Link to this post | posted 21 Oct, 2015 03:07
cdshaffer	Ok I tweeked the entry for missing phage.

Link to this post | posted 19 Oct, 2015 16:23
cdshaffer	Dan, Is there anyway to make this post sticky so it stays on top of the list. Might be helpful to new faculty to read this post first and try solutions before posting a question. Could we even change the title to add something like READ THIS FIRST or START HERE. Chris

Link to this post | posted 15 Oct, 2015 21:16
cdshaffer	Ok good to know. I will add this issue to the starterator troubleshooting thread.
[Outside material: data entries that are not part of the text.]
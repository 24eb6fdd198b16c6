//! Request-context records produced by the browser-API adapter

use serde::{Deserialize, Serialize};

/// Classified request type, the shape the filtering engine consumes.
#[derive(Debug, Clone, Copy, PartialEq, Eq, Hash)]
pub enum RequestType {
    Document,
    Subdocument,
    Script,
    Stylesheet,
    Object,
    Image,
    Xmlhttprequest,
    Media,
    Font,
    Websocket,
    Other,
}

/// A single HTTP header as reported by the host.
#[derive(Debug, Clone, PartialEq, Eq, Serialize, Deserialize)]
pub struct HttpHeader {
    pub name: String,
    pub value: String,
}

/// Event payload in the host's own shape, before normalization.
#[derive(Debug, Clone)]
pub struct RawRequestDetails {
    pub url: String,
    pub tab_id: i64,
    pub frame_id: i64,
    pub parent_frame_id: i64,
    /// Host-reported type string, e.g. "main_frame" or "stylesheet".
    pub kind: String,
    pub request_headers: Option<Vec<HttpHeader>>,
    pub response_headers: Option<Vec<HttpHeader>>,
}

/// The uniform request-context record handed to listeners.
#[derive(Debug, Clone, PartialEq, Eq)]
pub struct RequestDetails {
    pub request_url: String,
    pub tab_id: i64,
    /// Id of this frame (main_frame and sub_frame requests only).
    pub frame_id: i64,
    /// Id of the frame the request is executed in.
    pub request_frame_id: i64,
    pub request_type: RequestType,
    pub request_headers: Option<Vec<HttpHeader>>,
    pub response_headers: Option<Vec<HttpHeader>>,
}

/// Raw webNavigation target-creation payload.
#[derive(Debug, Clone)]
pub struct RawNavigationTarget {
    pub tab_id: i64,
    pub source_tab_id: i64,
    pub url: String,
}

/// Normalized navigation-target record.
#[derive(Debug, Clone, PartialEq, Eq)]
pub struct NavigationTarget {
    pub tab_id: i64,
    pub source_tab_id: i64,
    pub url: String,
}
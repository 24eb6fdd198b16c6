//! Extension run info: first install vs. version update

/// Describes how the current process start relates to the previously
/// installed extension version.
#[derive(Debug, Clone, PartialEq, Eq)]
pub struct RunInfo {
    pub is_first_run: bool,
    pub is_update: bool,
    pub current_version: String,
    pub prev_version: Option<String>,
}

impl RunInfo {
    /// Derive run flags from the current version and the persisted marker.
    pub fn derive(current_version: &str, prev_version: Option<String>) -> Self {
        let changed = prev_version.as_deref() != Some(current_version);
        Self {
            is_first_run: changed && prev_version.is_none(),
            is_update: changed && prev_version.is_some(),
            current_version: current_version.to_string(),
            prev_version,
        }
    }
}
//! In-memory backend for tests and dry runs

use super::{FileStore, HitStats, KeyValueStore, RulesStore, StorageError};
use crate::models::{FilterId, LegacyFilterEntry};
use async_trait::async_trait;
use std::collections::HashMap;
use std::sync::atomic::{AtomicUsize, Ordering};
use tokio::sync::Mutex;

/// Implements every storage seam over plain maps. Intended for tests and
/// the CLI's dry-run mode; nothing survives the process.
#[derive(Default)]
pub struct MemoryStorage {
    kv: Mutex<HashMap<String, String>>,
    rules: Mutex<HashMap<FilterId, Vec<String>>>,
    legacy_dump: Mutex<Vec<LegacyFilterEntry>>,
    files: Mutex<HashMap<String, String>>,
    cleanups: AtomicUsize,
}

impl MemoryStorage {
    pub fn new() -> Self {
        Self::default()
    }

    /// Seed the pre-split combined rules dump.
    pub async fn seed_legacy_dump(&self, entries: Vec<LegacyFilterEntry>) {
        *self.legacy_dump.lock().await = entries;
    }

    /// Seed a legacy file's contents.
    pub async fn seed_file(&self, path: &str, contents: &str) {
        self.files
            .lock()
            .await
            .insert(path.to_string(), contents.to_string());
    }

    pub async fn file_exists(&self, path: &str) -> bool {
        self.files.lock().await.contains_key(path)
    }

    /// How many times the hit-statistics cleanup ran.
    pub fn cleanup_count(&self) -> usize {
        self.cleanups.load(Ordering::SeqCst)
    }
}

#[async_trait]
impl KeyValueStore for MemoryStorage {
    async fn get(&self, key: &str) -> Result<Option<String>, StorageError> {
        Ok(self.kv.lock().await.get(key).cloned())
    }

    async fn set(&self, key: &str, value: &str) -> Result<(), StorageError> {
        self.kv
            .lock()
            .await
            .insert(key.to_string(), value.to_string());
        Ok(())
    }

    async fn remove(&self, key: &str) -> Result<(), StorageError> {
        self.kv.lock().await.remove(key);
        Ok(())
    }

    async fn has(&self, key: &str) -> Result<bool, StorageError> {
        Ok(self.kv.lock().await.contains_key(key))
    }
}

#[async_trait]
impl RulesStore for MemoryStorage {
    async fn read(&self, filter_id: FilterId) -> Result<Option<Vec<String>>, StorageError> {
        Ok(self.rules.lock().await.get(&filter_id).cloned())
    }

    async fn write(&self, filter_id: FilterId, lines: &[String]) -> Result<(), StorageError> {
        self.rules.lock().await.insert(filter_id, lines.to_vec());
        Ok(())
    }

    async fn read_legacy_dump(&self) -> Result<Vec<LegacyFilterEntry>, StorageError> {
        Ok(self.legacy_dump.lock().await.clone())
    }
}

#[async_trait]
impl FileStore for MemoryStorage {
    async fn read_lines(&self, path: &str) -> Result<Vec<String>, StorageError> {
        match self.files.lock().await.get(path) {
            Some(contents) => Ok(contents
                .split(['\r', '\n'])
                .filter(|line| !line.is_empty())
                .map(str::to_string)
                .collect()),
            None => Err(StorageError::NotFound(path.to_string())),
        }
    }

    async fn remove(&self, path: &str) -> Result<(), StorageError> {
        match self.files.lock().await.remove(path) {
            Some(_) => Ok(()),
            None => Err(StorageError::NotFound(path.to_string())),
        }
    }
}

#[async_trait]
impl HitStats for MemoryStorage {
    async fn cleanup(&self) -> Result<(), StorageError> {
        self.cleanups.fetch_add(1, Ordering::SeqCst);
        self.kv.lock().await.remove(super::keys::FILTERS_HIT_COUNT);
        Ok(())
    }
}
//! Sequential update runner with a surfaced, non-fatal failure list

use super::{select_steps, steps, UpdateContext};
use crate::models::RunInfo;
use crate::utils::VersionError;
use log::{error, info};
use std::time::Duration;

/// Runner tuning. The step timeout bounds a stuck step so a wedged storage
/// backend cannot stall startup indefinitely.
#[derive(Debug, Clone)]
pub struct UpdateConfig {
    pub step_timeout: Duration,
}

impl Default for UpdateConfig {
    fn default() -> Self {
        Self {
            step_timeout: Duration::from_secs(60),
        }
    }
}

/// A step that failed or timed out. Failures never abort the run; they are
/// reported here instead of being dropped.
#[derive(Debug, Clone, PartialEq, Eq)]
pub struct StepFailure {
    pub step: &'static str,
    pub error: String,
    pub timed_out: bool,
}

/// Resolved exactly once, after every selected step has settled.
#[derive(Debug, Default)]
pub struct UpdateOutcome {
    /// Names of steps that completed, in execution order.
    pub applied: Vec<&'static str>,
    pub failures: Vec<StepFailure>,
}

impl UpdateOutcome {
    pub fn is_clean(&self) -> bool {
        self.failures.is_empty()
    }
}

/// Run every applicable migration step strictly sequentially: no step
/// starts before the previous one has settled, because later steps assume
/// earlier storage mutations are committed.
pub async fn run_update(
    ctx: &UpdateContext,
    run_info: &RunInfo,
    config: &UpdateConfig,
) -> Result<UpdateOutcome, VersionError> {
    let registry = steps::registry();
    let selected = select_steps(&registry, run_info, &ctx.capabilities)?;

    if selected.is_empty() {
        return Ok(UpdateOutcome::default());
    }

    info!(
        "updating storage schema {} -> {}: {} step(s) selected",
        run_info.prev_version.as_deref().unwrap_or("none"),
        run_info.current_version,
        selected.len()
    );

    Ok(execute_steps(ctx, &selected, config).await)
}

/// Execute steps in the given order, collecting failures. Exposed so tests
/// can drive hand-built step lists through the same machinery.
pub async fn execute_steps(
    ctx: &UpdateContext,
    steps: &[&dyn super::MigrationStep],
    config: &UpdateConfig,
) -> UpdateOutcome {
    let mut outcome = UpdateOutcome::default();

    for &step in steps {
        info!(
            "running migration step '{}' (threshold {})",
            step.name(),
            step.threshold()
        );
        match tokio::time::timeout(config.step_timeout, step.apply(ctx)).await {
            Ok(Ok(())) => outcome.applied.push(step.name()),
            Ok(Err(e)) => {
                error!("migration step '{}' failed: {}", step.name(), e);
                outcome.failures.push(StepFailure {
                    step: step.name(),
                    error: e.to_string(),
                    timed_out: false,
                });
            }
            Err(_) => {
                error!(
                    "migration step '{}' timed out after {:?}",
                    step.name(),
                    config.step_timeout
                );
                outcome.failures.push(StepFailure {
                    step: step.name(),
                    error: format!("timed out after {:?}", config.step_timeout),
                    timed_out: true,
                });
            }
        }
    }

    outcome
}
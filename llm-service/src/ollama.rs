//! Lightweight Ollama client for text generation and embeddings.
//!
//! This module implements a thin client for the local Ollama API:
//! - `POST {endpoint}/api/generate`   — batch generation (`stream=false`)
//! - `POST {endpoint}/api/generate`   — NDJSON streaming (`stream=true`)
//! - `POST {endpoint}/api/embeddings` — embeddings retrieval
//!
//! The streaming variant yields one [`GenChunk`] per NDJSON line as bytes
//! arrive; Ollama reports token counters (`eval_count`,
//! `prompt_eval_count`) on the final line only.
//!
//! # Examples
//!
//! ```no_run
//! use llm_service::{LlmModelConfig, OllamaService};
//! use futures::StreamExt;
//!
//! # #[tokio::main]
//! # async fn main() -> Result<(), Box<dyn std::error::Error>> {
//! let cfg = LlmModelConfig {
//!     model: "gemma:2b".into(),
//!     endpoint: "http://localhost:11434".into(),
//!     max_tokens: Some(350),
//!     temperature: Some(0.2),
//!     top_p: None,
//!     timeout_secs: Some(600),
//! };
//!
//! let svc = OllamaService::new(cfg)?;
//!
//! // Batch generation
//! let out = svc.generate("Write a haiku about paper.").await?;
//! println!("{}", out.response);
//!
//! // Streaming generation
//! let mut stream = svc.generate_stream("Write a haiku about paper.").await?;
//! while let Some(chunk) = stream.next().await {
//!     print!("{}", chunk?.response);
//! }
//! # Ok(()) }
//! ```

use std::pin::Pin;
use std::time::Duration;

use futures::{Stream, StreamExt};
use serde::{Deserialize, Serialize};
use tracing::{debug, instrument, warn};

use crate::config::LlmModelConfig;
use crate::error_handler::{LlmError, Result, make_snippet};

/// Pinned, boxed stream of generation chunks.
pub type GenStream = Pin<Box<dyn Stream<Item = Result<GenChunk>> + Send>>;

/// One NDJSON line of a streaming `/api/generate` response.
///
/// Intermediate lines carry incremental `response` text; the final line has
/// `done=true` and the token counters.
#[derive(Debug, Clone, Default, Deserialize)]
pub struct GenChunk {
    /// Incremental generated text (may be empty on the final line).
    #[serde(default)]
    pub response: String,
    /// True on the terminal line of the stream.
    #[serde(default)]
    pub done: bool,
    /// Number of generated tokens, reported on the final line.
    pub eval_count: Option<u64>,
    /// Number of prompt tokens, reported on the final line.
    pub prompt_eval_count: Option<u64>,
}

/// Result of a batch (non-streaming) generation call.
#[derive(Debug, Clone)]
pub struct Generated {
    /// Full generated text.
    pub response: String,
    /// Number of generated tokens, when the server reports it.
    pub eval_count: Option<u64>,
    /// Number of prompt tokens, when the server reports it.
    pub prompt_eval_count: Option<u64>,
}

/// Thin client for Ollama.
///
/// Initialized with a full [`LlmModelConfig`]. Reuses an HTTP client with
/// a configurable timeout. Provides:
/// - [`OllamaService::generate`]        — batch text generation
/// - [`OllamaService::generate_stream`] — incremental NDJSON generation
/// - [`OllamaService::embeddings`]      — embeddings retrieval
pub struct OllamaService {
    client: reqwest::Client,
    cfg: LlmModelConfig,
    url_generate: String,
    url_embeddings: String,
}

impl OllamaService {
    /// Creates a new [`OllamaService`] from the given config.
    ///
    /// # Errors
    /// - [`LlmError::InvalidEndpoint`] if `cfg.endpoint` is invalid
    /// - [`LlmError::Transport`] if the HTTP client cannot be built
    pub fn new(cfg: LlmModelConfig) -> Result<Self> {
        let endpoint = cfg.endpoint.trim();
        if endpoint.is_empty()
            || !(endpoint.starts_with("http://") || endpoint.starts_with("https://"))
        {
            return Err(LlmError::InvalidEndpoint(cfg.endpoint));
        }

        let timeout = cfg
            .timeout_secs
            .map(Duration::from_secs)
            .unwrap_or_else(|| Duration::from_secs(600));

        let client = reqwest::Client::builder().timeout(timeout).build()?;

        let base = endpoint.trim_end_matches('/').to_string();
        let url_generate = format!("{}/api/generate", base);
        let url_embeddings = format!("{}/api/embeddings", base);

        Ok(Self {
            client,
            cfg,
            url_generate,
            url_embeddings,
        })
    }

    /// Performs a **non-streaming** generation request via `/api/generate`.
    ///
    /// Mapped options:
    /// - `model`        ← `self.cfg.model`
    /// - `prompt`       ← argument
    /// - `num_predict`  ← `self.cfg.max_tokens`
    /// - `temperature`  ← `self.cfg.temperature`
    /// - `top_p`        ← `self.cfg.top_p`
    ///
    /// # Errors
    /// - [`LlmError::HttpStatus`] for non-2xx responses
    /// - [`LlmError::Transport`] for client errors
    /// - [`LlmError::Decode`] if the response cannot be parsed
    #[instrument(skip_all, fields(model = %self.cfg.model))]
    pub async fn generate(&self, prompt: &str) -> Result<Generated> {
        let body = GenerateRequest::from_cfg(&self.cfg, prompt, false);

        debug!("POST {}", self.url_generate);
        let resp = self
            .client
            .post(&self.url_generate)
            .json(&body)
            .send()
            .await?;

        if !resp.status().is_success() {
            let status = resp.status();
            let url = self.url_generate.clone();
            let text = resp.text().await.unwrap_or_default();
            return Err(LlmError::HttpStatus {
                status,
                url,
                snippet: make_snippet(&text),
            });
        }

        let out: GenerateResponse = resp.json().await.map_err(|e| {
            LlmError::Decode(format!("serde error: {e}; ensure `stream=false` is used"))
        })?;

        Ok(Generated {
            response: out.response,
            eval_count: out.eval_count,
            prompt_eval_count: out.prompt_eval_count,
        })
    }

    /// Starts a **streaming** generation request via `/api/generate`.
    ///
    /// Returns a stream of [`GenChunk`] items decoded from NDJSON lines in
    /// arrival order. An undecodable line is surfaced as
    /// [`LlmError::Decode`] for that item only; the stream continues with
    /// the next line. Dropping the stream closes the upstream connection.
    ///
    /// # Errors
    /// - [`LlmError::HttpStatus`] for non-2xx responses (before streaming)
    /// - [`LlmError::Transport`] for client errors
    #[instrument(skip_all, fields(model = %self.cfg.model))]
    pub async fn generate_stream(&self, prompt: &str) -> Result<GenStream> {
        let body = GenerateRequest::from_cfg(&self.cfg, prompt, true);

        debug!("POST {} (stream)", self.url_generate);
        let resp = self
            .client
            .post(&self.url_generate)
            .json(&body)
            .send()
            .await?;

        if !resp.status().is_success() {
            let status = resp.status();
            let url = self.url_generate.clone();
            let text = resp.text().await.unwrap_or_default();
            return Err(LlmError::HttpStatus {
                status,
                url,
                snippet: make_snippet(&text),
            });
        }

        // Re-frame the byte stream into NDJSON lines. A TCP chunk may carry
        // zero, one, or several lines, so a small carry-over buffer is kept
        // between chunks.
        let stream = resp
            .bytes_stream()
            .scan(Vec::<u8>::new(), |buf, chunk| {
                let items: Vec<Result<GenChunk>> = match chunk {
                    Ok(bytes) => {
                        buf.extend_from_slice(&bytes);
                        drain_lines(buf)
                    }
                    Err(e) => vec![Err(LlmError::Transport(e))],
                };
                futures::future::ready(Some(futures::stream::iter(items)))
            })
            .flatten();

        Ok(Box::pin(stream))
    }

    /// Retrieves embeddings via `/api/embeddings`.
    ///
    /// **Note:** usually a dedicated embedding model is used; create a
    /// separate [`OllamaService`] with the embedding config.
    ///
    /// # Errors
    /// - [`LlmError::HttpStatus`] for non-2xx responses
    /// - [`LlmError::Transport`] for client errors
    /// - [`LlmError::Decode`] if the response cannot be parsed
    #[instrument(skip_all, fields(model = %self.cfg.model))]
    pub async fn embeddings(&self, input: &str) -> Result<Vec<f32>> {
        let body = EmbeddingsRequest {
            model: &self.cfg.model,
            input,
        };

        debug!("POST {}", self.url_embeddings);
        let resp = self
            .client
            .post(&self.url_embeddings)
            .json(&body)
            .send()
            .await?;

        if !resp.status().is_success() {
            let status = resp.status();
            let url = self.url_embeddings.clone();
            let text = resp.text().await.unwrap_or_default();
            return Err(LlmError::HttpStatus {
                status,
                url,
                snippet: make_snippet(&text),
            });
        }

        let out: EmbeddingsResponse = resp.json().await.map_err(|e| {
            LlmError::Decode(format!(
                "serde error: {e}; expected `{{ embedding: number[] }}`"
            ))
        })?;

        Ok(out.embedding)
    }
}

/// Split complete `\n`-terminated lines out of `buf` and decode each one.
/// Incomplete trailing data stays in `buf` for the next chunk.
fn drain_lines(buf: &mut Vec<u8>) -> Vec<Result<GenChunk>> {
    let mut items = Vec::new();
    while let Some(pos) = buf.iter().position(|&b| b == b'\n') {
        let line: Vec<u8> = buf.drain(..=pos).collect();
        let line = &line[..line.len() - 1];
        if line.is_empty() {
            continue;
        }
        match serde_json::from_slice::<GenChunk>(line) {
            Ok(chunk) => items.push(Ok(chunk)),
            Err(e) => {
                warn!("undecodable stream line ({e})");
                items.push(Err(LlmError::Decode(format!("stream line: {e}"))));
            }
        }
    }
    items
}

/* ==========================
HTTP payloads & options
========================== */

/// Request body for `/api/generate`.
#[derive(Debug, Serialize)]
struct GenerateRequest<'a> {
    model: &'a str,
    prompt: &'a str,
    stream: bool,
    #[serde(skip_serializing_if = "Option::is_none")]
    options: Option<GenerateOptions>,
}

impl<'a> GenerateRequest<'a> {
    /// Builds a request from config and prompt.
    fn from_cfg(cfg: &'a LlmModelConfig, prompt: &'a str, stream: bool) -> Self {
        let options = GenerateOptions {
            temperature: cfg.temperature,
            top_p: cfg.top_p,
            num_predict: cfg.max_tokens,
        };

        Self {
            model: &cfg.model,
            prompt,
            stream,
            options: Some(options),
        }
    }
}

/// Subset of Ollama `options`.
#[derive(Debug, Default, Serialize)]
struct GenerateOptions {
    #[serde(skip_serializing_if = "Option::is_none")]
    temperature: Option<f32>,
    #[serde(skip_serializing_if = "Option::is_none")]
    top_p: Option<f32>,
    #[serde(skip_serializing_if = "Option::is_none")]
    num_predict: Option<u32>,
}

/// Response body for `/api/generate` with `stream=false`.
#[derive(Debug, Deserialize)]
struct GenerateResponse {
    response: String,
    eval_count: Option<u64>,
    prompt_eval_count: Option<u64>,
}

/// Request body for `/api/embeddings`.
#[derive(Debug, Serialize)]
struct EmbeddingsRequest<'a> {
    model: &'a str,
    input: &'a str,
}

/// Response body for `/api/embeddings`.
#[derive(Debug, Deserialize)]
struct EmbeddingsResponse {
    #[serde(alias = "embedding")]
    embedding: Vec<f32>,
}

#[cfg(test)]
mod tests {
    use super::*;

    #[test]
    fn drain_lines_splits_complete_lines_and_keeps_tail() {
        let mut buf = Vec::new();
        buf.extend_from_slice(b"{\"response\":\"Hel\",\"done\":false}\n{\"response\":\"lo\",\"done\":false}\n{\"resp");

        let items = drain_lines(&mut buf);
        assert_eq!(items.len(), 2);
        assert_eq!(items[0].as_ref().unwrap().response, "Hel");
        assert_eq!(items[1].as_ref().unwrap().response, "lo");
        // Partial line stays buffered.
        assert_eq!(buf, b"{\"resp");
    }

    #[test]
    fn drain_lines_reports_bad_line_and_continues() {
        let mut buf = Vec::new();
        buf.extend_from_slice(b"not json\n{\"response\":\"ok\",\"done\":true,\"eval_count\":7}\n");

        let items = drain_lines(&mut buf);
        assert_eq!(items.len(), 2);
        assert!(matches!(items[0], Err(LlmError::Decode(_))));
        let last = items[1].as_ref().unwrap();
        assert!(last.done);
        assert_eq!(last.eval_count, Some(7));
    }

    #[test]
    fn invalid_endpoint_is_rejected() {
        let cfg = LlmModelConfig {
            model: "gemma:2b".into(),
            endpoint: "localhost:11434".into(),
            max_tokens: None,
            temperature: None,
            top_p: None,
            timeout_secs: None,
        };
        assert!(matches!(
            OllamaService::new(cfg),
            Err(LlmError::InvalidEndpoint(_))
        ));
    }
}
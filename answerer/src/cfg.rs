//! Runtime configuration loaded from environment variables.

use std::time::Duration;

use llm_service::LlmModelConfig;

use crate::fuse::ScoreNormalizer;

/// Config bag for the answer session. All fields have defaults via
/// [`AnswerConfig::from_env`].
#[derive(Clone, Debug)]
pub struct AnswerConfig {
    /// JSONL chunk corpus (text + embeddings) the indexes are built from.
    pub chunks_path: String,

    // Retrieval knobs
    pub top_k: usize,
    pub min_score: f32,
    pub normalizer: ScoreNormalizer,

    // Generation knobs
    pub ollama_url: String,
    pub llm_model: String,
    pub embed_model: String,
    pub embedding_dim: usize,
    pub num_predict: u32,
    pub temperature: f32,
    pub answer_timeout: Duration,

    /// Default delivery mode when the caller does not pick one.
    pub stream_output: bool,
}

impl AnswerConfig {
    /// Build from environment variables with defaults matching a local
    /// Ollama setup.
    pub fn from_env() -> Self {
        Self {
            chunks_path: env("CHUNKS_PATH", "./data/chunks.jsonl"),

            top_k: parse("TOP_K", 4usize),
            min_score: parse("MIN_SCORE", 0.25f32),
            normalizer: normalizer_from_env(),

            ollama_url: env("OLLAMA_URL", "http://localhost:11434"),
            llm_model: env("LLM_MODEL", "gemma:2b"),
            embed_model: env("EMBED_MODEL", "nomic-embed-text"),
            embedding_dim: parse("EMBEDDING_DIM", 768usize),
            num_predict: parse("NUM_PREDICT", 350u32),
            temperature: parse("TEMPERATURE", 0.2f32),
            answer_timeout: Duration::from_secs(parse("ANSWER_TIMEOUT", 600u64)),

            stream_output: env("STREAM_OUTPUT", "false") == "true",
        }
    }

    /// Model profile for generation calls.
    pub fn generation_config(&self) -> LlmModelConfig {
        LlmModelConfig {
            model: self.llm_model.clone(),
            endpoint: self.ollama_url.clone(),
            max_tokens: Some(self.num_predict),
            temperature: Some(self.temperature),
            top_p: None,
            timeout_secs: Some(self.answer_timeout.as_secs()),
        }
    }

    /// Model profile for embedding calls.
    pub fn embedding_config(&self) -> LlmModelConfig {
        LlmModelConfig {
            model: self.embed_model.clone(),
            endpoint: self.ollama_url.clone(),
            max_tokens: None,
            temperature: None,
            top_p: None,
            timeout_secs: Some(self.answer_timeout.as_secs()),
        }
    }
}

/// `FUSION_STRATEGY`: `minmax`, `refmax` (default), or `weighted`
/// (with `VECTOR_WEIGHT` / `LEXICAL_WEIGHT`, both defaulting to 1.0).
fn normalizer_from_env() -> ScoreNormalizer {
    match env("FUSION_STRATEGY", "refmax").to_ascii_lowercase().as_str() {
        "minmax" => ScoreNormalizer::MinMax,
        "weighted" => ScoreNormalizer::WeightedSum {
            vector: parse("VECTOR_WEIGHT", 1.0f32),
            lexical: parse("LEXICAL_WEIGHT", 1.0f32),
        },
        _ => ScoreNormalizer::ReferenceMax,
    }
}

fn env(k: &str, dflt: &str) -> String {
    std::env::var(k).unwrap_or_else(|_| dflt.to_string())
}

fn parse<T: std::str::FromStr>(k: &str, dflt: T) -> T {
    std::env::var(k)
        .ok()
        .and_then(|v| v.parse().ok())
        .unwrap_or(dflt)
}
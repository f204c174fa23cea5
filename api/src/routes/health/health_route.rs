//! GET /health — probes the generation backend.

use std::sync::Arc;

use axum::{Json, extract::State};
use llm_service::HealthStatus;

use crate::core::app_state::AppState;

/// Handler: GET /health
///
/// Never fails; an unreachable backend is reported as `ok: false`.
pub async fn health(State(state): State<Arc<AppState>>) -> Json<HealthStatus> {
    Json(state.health.check(&state.llm_config).await)
}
Link to this post | posted 12 Oct, 2015 18:57

cdshaffer

It looks like (based on the new 2016SEAVM) that the default database for Starterator is Mycobactriophage_Draft so even if phamerator has Actino_Draft, Starterator may not be using it. To check your instance, open starterator, go to the top magically appearing menu items and select edit-> preferences. In the dialog box, check that the database name in there also set to Actino_draft. It may still be set to Mycobactriophage_Draft. If so, edit that entry to Actino_Draft and hit OK. Once I had done that with my 2016SEAVM I was able to completely process Bipper (great phage name by the way). Also, since I ran the whole phage to check that everything was working with Bipper, I posted the whole phage starterator analysis report as a PDF here. Feel free to download and use if you want. I will figure out how to update the default database for starterator. I don't have direct access to the code for Starterator but I can post a pull request which should fix the issue once it is accepted. That should fix things for future users. Thanks for being the first and discovering the issue of the old default setting for the starterator database. Edited 12 Oct, 2015 21:45

Link to this post | posted 08 Oct, 2015 17:28

cdshaffer

I would be happy to look into this. It is pretty unlikely that you are doing something wrong. To start I need to make sure I have the same database to see if I can replicate the problem. If you open up Phamerator and select Edit -> Preferences. You should see something like the picture I attached. Do you see the same Actino_Draft for the Database, or something else? If you do see Actino_Draft, can you check that your Ubuntu machine is able to get to the internet to download the most recent version of the database? To do that just open up a web browser in the ubuntu machine and see if you can get to sites on the internet like seaphages.org. Edited 08 Oct, 2015 17:33 36Kb

Link to this post | posted 24 Sep, 2015 19:59

cdshaffer

The fasta file from either source will work as input for another program but it can be a hassle if you want to see the sequences yourself. In that case you will probably want to reformat. On the web I use the EMBOSS tool called seqret to do that. Do a google search on "emboss seqret ebi" and pick the seqret server at www.ebi.ac.uk You can upload your fasta file and select "FASTA format" as the output format and all the sequences will be formatted so you can see the entire protein sequence without having to do so much horizontal scrolling.